Lunit will also present a study focusing on claudin 18.2 (CLDN18.2) expression and immune phenotype prediction in gastric cancer.
As CLDN18.2-targeting therapies gain traction as a new treatment avenue, widespread implementation has been limited by sample constraints, high costs, and time-consuming diagnostics.
To address this, Lunit developed an AI model capable of predicting CLDN18.2 expression from standard hematoxylin and eosin (H&E) slides alone. The model demonstrated a high predictive performance, with an area under the receiver operating characteristic curve (AUROC) of 0.751.
CLDN18.2 expression was also found to correlate with immune phenotype.
The study highlighted that CLDN18.2-negative patients with an “inflamed” immune phenotype benefited significantly from combination immunotherapy and chemotherapy, showing marked improvements in both progression-free survival (PFS) and overall survival (OS) compared to chemotherapy alone.

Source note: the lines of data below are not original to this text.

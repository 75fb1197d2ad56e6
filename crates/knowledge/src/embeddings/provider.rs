//! Embedding provider trait and factory.

use crate::embeddings::config::EmbeddingConfig;
use crate::embeddings::providers::{ollama::OllamaProvider, openai::OpenAiProvider, trigram::TrigramProvider};
use docchat_core::{AppError, AppResult};
use std::sync::Arc;

/// Trait for embedding providers.
#[async_trait::async_trait]
pub trait EmbeddingProvider: Send + Sync + std::fmt::Debug {
    /// Get provider name (e.g., "openai", "ollama", "trigram")
    fn provider_name(&self) -> &str;

    /// Get model identifier
    fn model_name(&self) -> &str;

    /// Get embedding dimensions
    fn dimensions(&self) -> usize;

    /// Generate embeddings for multiple texts in a batch.
    async fn embed_batch(&self, texts: &[String]) -> AppResult<Vec<Vec<f32>>>;

    /// Generate embedding for a single text (convenience method).
    async fn embed(&self, text: &str) -> AppResult<Vec<f32>> {
        let mut results = self.embed_batch(&[text.to_string()]).await?;
        results
            .pop()
            .ok_or_else(|| AppError::Embedding("No embedding returned".to_string()))
    }
}

/// Create an embedding provider based on configuration.
pub fn create_provider(
    config: &EmbeddingConfig,
    api_key: Option<&str>,
) -> AppResult<Arc<dyn EmbeddingProvider>> {
    config.validate()?;

    match config.provider.as_str() {
        "trigram" | "mock" => Ok(Arc::new(TrigramProvider::new(config.dimensions))),

        "openai" => {
            let api_key = config.resolve_api_key(api_key).ok_or_else(|| {
                AppError::Config(
                    "OpenAI embeddings require an API key (set OPENAI_API_KEY or embedding.api_key_env)"
                        .to_string(),
                )
            })?;
            let endpoint = config
                .endpoint
                .as_deref()
                .unwrap_or(OpenAiProvider::DEFAULT_BASE_URL);
            Ok(Arc::new(OpenAiProvider::new(
                endpoint,
                &api_key,
                &config.model,
                config.dimensions,
                config.timeout(),
            )?))
        }

        "ollama" => {
            let endpoint = config
                .endpoint
                .as_deref()
                .unwrap_or(OllamaProvider::DEFAULT_BASE_URL);
            Ok(Arc::new(OllamaProvider::new(
                endpoint,
                &config.model,
                config.dimensions,
                config.timeout(),
            )?))
        }

        other => Err(AppError::Config(format!(
            "Unknown embedding provider: '{}'",
            other
        ))),
    }
}
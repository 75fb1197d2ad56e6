use super::fakes::{CountingEmbedder, HangingProbe, ScriptedLlm, StaticProbe};
use crate::embeddings::{EmbeddingConfig, EmbeddingProvider};
use crate::index::IndexBuilder;
use crate::rag::{ChatEngine, LinkValidator};
use crate::types::KnowledgeBaseConfig;
use docchat_core::ChatConfig;
use docchat_llm::LlmClient;
use std::collections::BTreeSet;
use std::fs;
use std::path::Path;
use std::sync::Arc;
use std::time::Duration;
use tempfile::TempDir;

const DATASET: &str = "commerce-webapi";
const DIMS: usize = 256;

const INSTALL_DOC: &str = "# Installation\n\nTo install the storefront, run composer install and then bin/magento setup:install.";
const BILLING_DOC: &str = "# Billing\n\nInvoices are emailed monthly. Update payment cards from the account billing page.";

fn workspace() -> TempDir {
    let temp = TempDir::new().unwrap();
    let root = temp.path().join("datasets").join(DATASET);
    fs::create_dir_all(root.join("guides")).unwrap();
    fs::write(root.join("guides/installation.md"), INSTALL_DOC).unwrap();
    fs::write(root.join("guides/billing.md"), BILLING_DOC).unwrap();
    fs::write(root.join("guides/billing.test.ts"), "it('bills', () => {});").unwrap();
    temp
}

fn knowledge_config() -> KnowledgeBaseConfig {
    let mut config = KnowledgeBaseConfig::new(DATASET);
    config.embedding = EmbeddingConfig::trigram(DIMS);
    config
}

fn chat_config() -> ChatConfig {
    ChatConfig {
        dataset: DATASET.to_string(),
        top_k: 1,
        probe_timeout_ms: 200,
        validation_deadline_ms: 1_000,
        ..Default::default()
    }
}

async fn engine(
    workspace: &Path,
    llm: Arc<ScriptedLlm>,
    reachable: &[&str],
) -> ChatEngine {
    let embedder: Arc<dyn EmbeddingProvider> = Arc::new(CountingEmbedder::new(DIMS));
    let index = IndexBuilder::new(workspace, knowledge_config(), Arc::clone(&embedder))
        .unwrap()
        .load_or_build()
        .await
        .unwrap();

    let llm: Arc<dyn LlmClient> = llm;
    ChatEngine::new(
        workspace,
        Arc::new(index),
        embedder,
        llm,
        "gpt-3.5-turbo",
        Arc::new(StaticProbe::new(reachable)),
        &chat_config(),
    )
    .unwrap()
}

#[tokio::test]
async fn reload_makes_no_embedding_calls() {
    let temp = workspace();
    let embedder = Arc::new(CountingEmbedder::new(DIMS));

    let built = IndexBuilder::new(temp.path(), knowledge_config(), embedder.clone())
        .unwrap()
        .load_or_build()
        .await
        .unwrap();
    let after_build = embedder.embedded();
    assert_eq!(after_build, built.len());
    assert_eq!(built.len(), 2);

    let loaded = IndexBuilder::new(temp.path(), knowledge_config(), embedder.clone())
        .unwrap()
        .load_or_build()
        .await
        .unwrap();

    assert_eq!(embedder.embedded(), after_build);
    assert_eq!(loaded.len(), built.len());
}

#[tokio::test]
async fn concurrent_builds_embed_once() {
    let temp = workspace();
    let embedder = Arc::new(CountingEmbedder::new(DIMS));

    let first = IndexBuilder::new(temp.path(), knowledge_config(), embedder.clone()).unwrap();
    let second = IndexBuilder::new(temp.path(), knowledge_config(), embedder.clone()).unwrap();

    let (a, b) = tokio::join!(first.load_or_build(), second.load_or_build());
    let (a, b) = (a.unwrap(), b.unwrap());

    assert_eq!(a.len(), b.len());
    assert_eq!(embedder.embedded(), a.len());
}

#[tokio::test]
async fn install_question_retrieves_installation_chunk() {
    let temp = workspace();
    let draft = "Run composer install. See [the guide](https://docs.example.com/install) and [old notes](https://stale.example.com/notes).";
    // The correction reply still carries the unreachable link
    let corrected = draft;
    let llm = Arc::new(ScriptedLlm::new(&[draft, corrected]));

    let engine = engine(temp.path(), llm.clone(), &["https://docs.example.com/install"]).await;
    let answer = engine.ask("default", "How do I install this?").await.unwrap();

    let prompts = llm.prompts();
    assert_eq!(prompts.len(), 2);
    assert!(prompts[0].contains("composer install"));
    assert!(!prompts[0].contains("Invoices are emailed"));
    assert!(prompts[1].contains("[\"https://docs.example.com/install\"]"));

    assert_eq!(answer.sources, vec![format!("{}/guides/installation.md", DATASET)]);
    assert_eq!(answer.validated_links, vec!["https://docs.example.com/install"]);
    assert_eq!(answer.removed_links, vec!["https://stale.example.com/notes"]);
    assert!(answer.answer.contains("[the guide](https://docs.example.com/install)"));
    assert!(answer.answer.contains("old notes"));
    assert!(!answer.answer.contains("stale.example.com"));
}

#[tokio::test]
async fn no_links_still_runs_correction_with_empty_list() {
    let temp = workspace();
    let llm = Arc::new(ScriptedLlm::new(&["You are billed monthly.", "You are billed monthly."]));

    let engine = engine(temp.path(), llm.clone(), &[]).await;
    let answer = engine.ask("default", "When am I billed?").await.unwrap();

    assert_eq!(answer.answer, "You are billed monthly.");
    assert!(answer.validated_links.is_empty());
    assert!(llm.prompts()[1].contains("CONTEXT: []"));
}

#[tokio::test]
async fn history_accumulates_per_session() {
    let temp = workspace();
    let llm = Arc::new(ScriptedLlm::new(&[
        "draft one", "answer one", "draft two", "answer two", "draft three", "answer three",
        "draft other", "answer other",
    ]));
    let engine = engine(temp.path(), llm.clone(), &[]).await;

    engine.ask("s", "first question").await.unwrap();
    engine.ask("s", "second question").await.unwrap();
    engine.ask("s", "third question").await.unwrap();
    engine.ask("other", "unrelated").await.unwrap();

    let prompts = llm.prompts();
    let first = &prompts[0];
    let third = &prompts[4];
    let other = &prompts[6];

    assert!(first.contains("CHAT HISTORY: \n"));
    assert_eq!(third.matches("Human: ").count(), 2);
    assert!(third.contains(
        "Human: first question\nAI: answer one\n\nHuman: second question\nAI: answer two"
    ));
    assert_eq!(other.matches("Human: ").count(), 0);
    assert_eq!(engine.conversations().history("s").len(), 3);
}

#[tokio::test]
async fn concurrent_turns_in_one_session_see_each_other() {
    let temp = workspace();
    let llm = Arc::new(
        ScriptedLlm::new(&["draft one", "answer one", "draft two", "answer two"])
            .with_delay(Duration::from_millis(20)),
    );
    let engine = engine(temp.path(), llm.clone(), &[]).await;

    let (first, second) = tokio::join!(
        engine.ask("s", "first question"),
        engine.ask("s", "second question")
    );
    first.unwrap();
    second.unwrap();

    let prompts = llm.prompts();
    assert_eq!(prompts.len(), 4);
    assert!(prompts[2].contains("Human: first question\nAI: answer one"));
    assert_eq!(engine.conversations().history("s").len(), 2);
}

#[tokio::test]
async fn model_failure_is_fatal_and_not_recorded() {
    let temp = workspace();
    let llm = Arc::new(ScriptedLlm::new(&[]));
    let engine = engine(temp.path(), llm, &[]).await;

    assert!(engine.ask("s", "How do I install this?").await.is_err());
    assert!(engine.conversations().history("s").is_empty());
}

#[tokio::test]
async fn hanging_probe_counts_as_invalid() {
    let validator = LinkValidator::new(
        Arc::new(HangingProbe {
            fast: "https://a.example.com".to_string(),
        }),
        Duration::from_millis(50),
        Duration::from_secs(2),
    );

    let valid = validator
        .validate("[a](https://a.example.com) and [b](https://b.example.com)")
        .await;
    assert_eq!(valid, BTreeSet::from(["https://a.example.com".to_string()]));
}
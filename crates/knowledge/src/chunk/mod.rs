//! Content-aware chunking pipeline.
//!
//! Every source document is classified into a [`ContentBucket`] by suffix
//! and split with a boundary-aware splitter for that bucket:
//! - markdown splits at heading and block boundaries
//! - script splits at statement and block boundaries (tree-sitter)
//! - markup splits at tag boundaries (tree-sitter)
//! - everything else splits at paragraph, sentence, then word boundaries
//!
//! Chunks are exact slices of the document. Consecutive chunks may share up
//! to the configured overlap, and together they cover the whole document.

mod classify;
mod pipeline;
pub mod splitters;

pub use classify::{classify, ContentBucket, ScriptLanguage};
pub use pipeline::{ChunkConfig, ChunkPipeline, ChunkProfiles};

use serde::{Deserialize, Serialize};

/// A bounded span of a source document.
#[derive(Debug, Clone, Serialize, Deserialize)]
pub struct Chunk {
    /// Chunk text content
    pub text: String,

    /// Where the chunk came from
    pub metadata: ChunkMetadata,
}

/// Metadata about a chunk's origin.
#[derive(Debug, Clone, Serialize, Deserialize)]
pub struct ChunkMetadata {
    /// Source label (path relative to the datasets root)
    pub source: String,

    /// Chunk position in document (0-indexed)
    pub position: u32,

    /// Bucket the document was classified into
    pub bucket: ContentBucket,

    /// Byte range in original document
    pub byte_range: (usize, usize),

    /// Character count
    pub char_count: usize,

    /// Splitter used ("markdown", "code", "text")
    pub splitter_used: String,
}

impl Chunk {
    pub fn new(
        source: &str,
        position: u32,
        text: &str,
        byte_offset: usize,
        bucket: ContentBucket,
        splitter_used: &str,
    ) -> Self {
        Self {
            text: text.to_string(),
            metadata: ChunkMetadata {
                source: source.to_string(),
                position,
                bucket,
                byte_range: (byte_offset, byte_offset + text.len()),
                char_count: text.chars().count(),
                splitter_used: splitter_used.to_string(),
            },
        }
    }
}

/// Stitch a document's chunks back together, dropping overlapped bytes.
#[cfg(test)]
pub(crate) fn reassemble(chunks: &[Chunk]) -> String {
    let mut out = String::new();
    let mut covered = 0usize;

    for chunk in chunks {
        let (start, end) = chunk.metadata.byte_range;
        assert!(start <= covered, "gap before chunk at byte {}", start);
        if end <= covered {
            continue;
        }
        out.push_str(&chunk.text[covered - start..]);
        covered = end;
    }

    out
}
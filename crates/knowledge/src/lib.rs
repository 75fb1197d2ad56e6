//! Document knowledge for docchat.
//!
//! Turns a dataset directory into a persisted vector index and answers
//! questions over it:
//! - [`scan`] and [`ingest`] enumerate and read the dataset's files
//! - [`chunk`] classifies each file and splits it at content-aware boundaries
//! - [`embeddings`] turns chunks into vectors
//! - [`index`] persists the vectors in SQLite and loads them back
//! - [`rag`] retrieves context, drafts answers and validates their links

pub mod chunk;
pub mod config;
pub mod embeddings;
pub mod index;
pub mod ingest;
pub mod progress;
pub mod rag;
pub mod scan;
pub mod types;

#[cfg(test)]
mod tests;

pub use config::{get_config_path, get_index_path, load_config, save_config};
pub use embeddings::{create_provider, EmbeddingConfig, EmbeddingProvider};
pub use index::{DocumentIndex, IndexBuilder, IndexEntry, IndexManifest};
pub use progress::{ProgressEvent, ProgressReporter};
pub use rag::{ChatAnswer, ChatEngine, HttpProbe, LinkProbe};
pub use types::{IndexStats, KnowledgeBaseConfig, SourceDocument};
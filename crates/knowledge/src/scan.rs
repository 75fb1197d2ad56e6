//! Dataset file enumeration.

use docchat_core::{AppError, AppResult};
use std::path::{Path, PathBuf};
use walkdir::WalkDir;

/// List every regular file beneath `root`.
///
/// The walk completes before returning. Symlinks are not followed, and any
/// traversal error aborts the scan instead of being skipped.
#[tracing::instrument(level = "debug")]
pub fn enumerate_files(root: &Path) -> AppResult<Vec<PathBuf>> {
    if !root.exists() {
        return Err(AppError::Io(std::io::Error::new(
            std::io::ErrorKind::NotFound,
            format!("Dataset directory not found: {}", root.display()),
        )));
    }
    if !root.is_dir() {
        return Err(AppError::Knowledge(format!(
            "Dataset root is not a directory: {}",
            root.display()
        )));
    }

    let mut files = Vec::new();
    for entry in WalkDir::new(root).follow_links(false).sort_by_file_name() {
        let entry = entry.map_err(|e| AppError::Io(e.into()))?;
        if entry.file_type().is_file() {
            files.push(entry.into_path());
        }
    }

    tracing::debug!("Found {} files under {}", files.len(), root.display());
    Ok(files)
}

“Our ASCO 2025 presentations demonstrate not only the technological sophistication of Lunit’s AI but also its tangible contributions to clinical oncology across multiple cancer types,” Lunit CEO Brandon Suh said. “We are committed to continuously advancing the Lunit SCOPE platform to meet unmet medical needs and deliver precision medicine tailored to each patient.”